[Stored entries]
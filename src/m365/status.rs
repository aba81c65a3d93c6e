use super::{CheckOutput, DkimState, Verdict};

/// Reduce one check's column to a tri-state verdict: present on every
/// resolver, on some, or on none. An empty column is Missing.
pub(crate) fn classify<'a, I>(column: I) -> Verdict
where
    I: IntoIterator<Item = &'a CheckOutput>,
{
    let mut present = 0usize;
    let mut total = 0usize;
    for output in column {
        total += 1;
        if output.is_present() {
            present += 1;
        }
    }

    if present == 0 {
        Verdict::Missing
    } else if present == total {
        Verdict::Verified
    } else {
        Verdict::Partial
    }
}

/// DKIM is a conjunction over the two selector verdicts, not a check of its
/// own: enabled only when both selectors are verified everywhere, off as
/// soon as either is missing everywhere.
pub(crate) fn dkim_state(selector1: Verdict, selector2: Verdict) -> DkimState {
    match (selector1, selector2) {
        (Verdict::Verified, Verdict::Verified) => DkimState::Enabled,
        (Verdict::Missing, _) | (_, Verdict::Missing) => DkimState::NotEnabled,
        _ => DkimState::Partial,
    }
}
use std::time::Duration;

use anyhow::{Context, Result};
use dnstoolbox_lib::{
    CertificateInfo, ExpiryStatus, TlsInspectOptions, inspect_certificate_with_options,
};

#[cfg_attr(feature = "with-serde", derive(serde::Serialize))]
#[derive(Debug, Clone)]
pub struct TlsSummary {
    pub host: String,
    pub port: u16,
    pub certificate: CertificateInfo,
    pub expiry: ExpiryStatus,
}

impl TlsSummary {
    pub fn human_lines(&self) -> Vec<String> {
        let cert = &self.certificate;
        let mut lines = vec![
            format!("certificate of {}:{}", self.host, self.port),
            format!("  subject: {}", cert.subject.as_deref().unwrap_or("<none>")),
            format!("  issuer: {}", cert.issuer.as_deref().unwrap_or("<none>")),
            format!("  version: {}", cert.version),
            format!("  serial: {}", cert.serial),
            format!("  not before: {}", cert.not_before),
            format!("  not after: {}", cert.not_after),
            format!("  expiry: {}", self.expiry),
        ];
        if !cert.subject_alt_names.is_empty() {
            lines.push(format!("  SANs: {}", cert.subject_alt_names.join(", ")));
        }
        if let Some(uri) = cert.ocsp_uri.as_deref() {
            lines.push(format!("  OCSP: {uri}"));
        }
        if let Some(uri) = cert.ca_issuer_uri.as_deref() {
            lines.push(format!("  CA issuers: {uri}"));
        }
        lines
    }

    pub fn any_findings(&self) -> bool {
        self.expiry.is_expired()
    }
}

pub fn run(host: &str, port: u16, timeout: Duration) -> Result<TlsSummary> {
    let options = TlsInspectOptions::new().with_port(port).with_timeout(timeout);
    let certificate = inspect_certificate_with_options(host, &options)
        .with_context(|| format!("TLS inspection of '{host}:{port}'"))?;
    let expiry = certificate.expiry_status();
    Ok(TlsSummary {
        host: host.trim().to_string(),
        port,
        certificate,
        expiry,
    })
}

> _Problem to solve_
From the records above, pull out each line that has "push".

> _Task output_
            lines.push(format!("  SANs: {}", cert.subject_alt_names.join(", ")));
            lines.push(format!("  OCSP: {uri}"));
            lines.push(format!("  CA issuers: {uri}"));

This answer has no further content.